He’s been somewhere for the last few weeks, and the idea of it – the distance, the never knowing when, the maybe-even-never – is making Tom feel lost. Not an alien feeling – hasn’t been, since his brother sold him out and he first saw Laurel’s sweetly poisonous smile, saw the strange pale glimmer in her eyes – but he’s supposed to be a free man now, and celebrating that fact. Instead, he screws up the second movement of his solo part repeatedly, so that Ann has to voice what they’re all thinking and say: “This isn’t working right now, guys. Let’s call it a night.”

“Day,” Ed interjects, shooting a look at the clock, which is showing a traitorous half past four. “What’s wrong, bud?”

 _Nothing’s wrong_ , he wants to reply, exasperated, but that’s a lie. And he could never quite manage lying to these three. But it’s even harder to say that when he closes his eyes and pictures her frowning at him, telling him not to be so meek; when sometimes he imagines the feel of her hair, beautiful and bright, almost a living thing when grasped in his hands. How he still has nightmares about the transparent pool, Morton rising up from it to grab at his foot and drag him down; how he wakes whispering her name but never shouting it, for fear of who might be listening. _We’ve got Nowhere_ , she said, the last time they met. _We just have to find it more often._

“Drinks,” he says instead, shaking his head. “I’ll pay. It’s my fault we can’t make it through this piece, anyway.”

ii.

Polly’s granny’s house was, oddly enough, a nowhere space. She welcomed them in with a minimum of disbelief when they showed up at her door, he and Polly still damp, Leslie still with red-rimmed eyes. “This is where we celebrate, hmm?” Miss Whittaker said, almost wryly. Polly laughed and shook her head as she showed them into the kitchen – a triumphant laugh, a merry one, but he caught the edges of fatigue around it, and he knew that Miss Whittaker had, too. 

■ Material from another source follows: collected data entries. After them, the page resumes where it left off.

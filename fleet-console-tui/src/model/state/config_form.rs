//! 结构化配置编辑器状态
//!
//! 独立于原始命令查看器的协作组件：仅以 bot id 为键，
//! 自行负责拉取 / 编辑 / 保存，与原始命令路径不共享任何缓存。
//! 字段按通用键值对展示，不感知具体 schema。

use fleet_console_api::ConfigFields;
use serde_json::Value;

/// 单个配置字段
#[derive(Debug, Clone, PartialEq, Eq)]
pub struct ConfigField {
    /// 字段键名
    pub key: String,
    /// 编辑缓冲中的字符串表示
    pub value: String,
    /// 原始值是否为 JSON 字符串（决定保存时的包装方式）
    pub was_string: bool,
}

/// 拉取/保存生命周期
#[derive(Debug, Clone, PartialEq, Eq, Default)]
pub enum ConfigFormPhase {
    /// 正在拉取
    #[default]
    Loading,
    /// 可编辑
    Ready,
    /// 正在保存
    Saving,
    /// 拉取失败
    Failed(String),
}

/// 结构化配置编辑器状态
#[derive(Debug, Default)]
pub struct ConfigFormState {
    /// 目标 bot id
    pub bot_id: u64,
    /// 展开后的字段列表（按键名排序）
    pub fields: Vec<ConfigField>,
    /// 当前选中的字段索引
    pub selected: usize,
    /// 是否正在编辑选中字段的值
    pub editing: bool,
    /// 值编辑缓冲
    pub buffer: String,
    /// 生命周期阶段
    pub phase: ConfigFormPhase,
    /// 是否有未保存的修改
    pub dirty: bool,
}

impl ConfigFormState {
    /// 为指定 bot 重置（随后由 update 层发起拉取）
    pub fn open(&mut self, bot_id: u64) {
        *self = Self {
            bot_id,
            ..Self::default()
        };
    }

    /// 拉取成功
    pub fn loaded(&mut self, fields: ConfigFields) {
        self.fields = fields
            .into_iter()
            .map(|(key, value)| {
                let was_string = value.is_string();
                let rendered = match value {
                    Value::String(s) => s,
                    other => other.to_string(),
                };
                ConfigField {
                    key,
                    value: rendered,
                    was_string,
                }
            })
            .collect();
        self.fields.sort_by(|a, b| a.key.cmp(&b.key));
        self.selected = 0;
        self.editing = false;
        self.dirty = false;
        self.phase = ConfigFormPhase::Ready;
    }

    /// 拉取失败
    pub fn failed(&mut self, message: String) {
        self.phase = ConfigFormPhase::Failed(message);
    }

    /// 选择上一个字段
    pub fn select_previous(&mut self) {
        if self.selected > 0 {
            self.selected -= 1;
        }
    }

    /// 选择下一个字段
    pub fn select_next(&mut self) {
        if !self.fields.is_empty() && self.selected < self.fields.len() - 1 {
            self.selected += 1;
        }
    }

    /// 开始编辑选中字段
    pub fn begin_edit(&mut self) {
        if let Some(field) = self.fields.get(self.selected) {
            self.buffer = field.value.clone();
            self.editing = true;
        }
    }

    /// 提交编辑缓冲
    pub fn commit_edit(&mut self) {
        if !self.editing {
            return;
        }
        if let Some(field) = self.fields.get_mut(self.selected) {
            if field.value != self.buffer {
                field.value = self.buffer.clone();
                self.dirty = true;
            }
        }
        self.editing = false;
        self.buffer.clear();
    }

    /// 放弃编辑缓冲
    pub fn cancel_edit(&mut self) {
        self.editing = false;
        self.buffer.clear();
    }

    /// 编辑缓冲输入字符
    pub fn input(&mut self, c: char) {
        if self.editing {
            self.buffer.push(c);
        }
    }

    /// 编辑缓冲删除末尾字符
    pub fn backspace(&mut self) {
        if self.editing {
            self.buffer.pop();
        }
    }

    /// 还原为保存载荷
    ///
    /// 字符串字段原样包装；其余字段按 JSON 解析，解析失败时退化为字符串。
    #[must_use]
    pub fn to_fields(&self) -> ConfigFields {
        let mut map = ConfigFields::new();
        for field in &self.fields {
            let value = if field.was_string {
                Value::String(field.value.clone())
            } else {
                serde_json::from_str(&field.value)
                    .unwrap_or_else(|_| Value::String(field.value.clone()))
            };
            map.insert(field.key.clone(), value);
        }
        map
    }
}
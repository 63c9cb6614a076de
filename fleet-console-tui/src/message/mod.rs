//！┌───────────────────────────────────────────────────────────────────────────┐
//！│                             主循环 (app.rs)                               │
//！│                                                                          │
//！│  ┌───────────────────────────── UI 层 ─────────────────────────────┐    │
//！│  │                                                                  │    │
//！│  │   ┌─────────┐          ┌───────────┐          ┌──────────┐      │    │
//！│  │   │  Event  │ ───────▶ │  Message  │ ───────▶ │  Update  │      │    │
//！│  │   │   层    │   翻译    │    层     │   消费    │    层    │      │    │
//！│  │   └─────────┘          │           │          └────┬─────┘      │    │
//！│  │        ▲               │ AppMessage│               │ 修改       │    │
//！│  │        │               │ SearchMsg │               ▼            │    │
//！│  │   ┌─────────┐          │ ContentMsg│          ┌──────────┐      │    │
//！│  │   │  View   │          │ ModalMsg  │   ┌───── │  Model   │      │    │
//！│  │   │   层    │          └───────────┘   │      │    层    │      │    │
//！│  │   └────┬────┘ ◀──────── 读取 ──────────┘      └────┬─────┘      │    │
//！│  │        │                                          │            │    │
//！│  └────────│──────────────────────────────────────────│────────────┘    │
//！│           │                                          │ 阻塞调用        │
//！│           ▼                                          ▼                 │
//！│      ┌─────────┐                               ┌──────────────┐        │
//！│      │  终端   │                               │ fleet-console│        │
//！│      │ (Util)  │                               │    -core     │        │
//！│      └─────────┘                               └──────┬───────┘        │
//！│                                                       │                │
//！│                                                       ▼                │
//！│                                              ┌─────────────────┐       │
//！│                                              │ fleet-console-  │       │
//！│                                              │  api (HTTP)     │       │
//！│                                              └─────────────────┘       │
//！└───────────────────────────────────────────────────────────────────────────┘

//!
//! src/message/mod.rs
//! Message 层：事件消息定义
//!
//! 作为 Event —→ Update 之间的桥梁。
//! 所有的用户操作和状态变更都通过 Message 来表达，
//! 相当于将形形色色的 Events 翻译成 Update 能够看懂的 Messages，
//! Update 层根据 Message 来更新 Model。
//!
//! 有模块结构：
//!     src/message/mod.rs
//!         mod app;            // 应用主消息
//!         mod search;         // 搜索框子消息
//!         mod content;        // 表格面板子消息
//!         mod modal;          // 弹窗子消息
//!
//! 在 src/event/handler.rs 中，每个按键事件被翻译成一条 AppMessage；
//! 在 src/app.rs 中，该消息被传入 update 层处理。

mod app;
mod content;
mod modal;
mod search;

pub use app::AppMessage;
pub use content::ContentMessage;
pub use modal::ModalMessage;
pub use search::SearchMessage;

Something twisted in his gut – the memory of her voice, clear and certain as she said _I never want to see you again!_ She had meant it, too. Partly because of Laurel, and Laurel was always thorough; he knew that better than anyone else in this room. But it was partly him, too – how the two of them fit together, wrapped up in something so complicated both of them could only barely understand it. Still, he couldn’t wonder about it long because Mintchoc sidled up to him and rubbed her head against his leg, meowing piteously.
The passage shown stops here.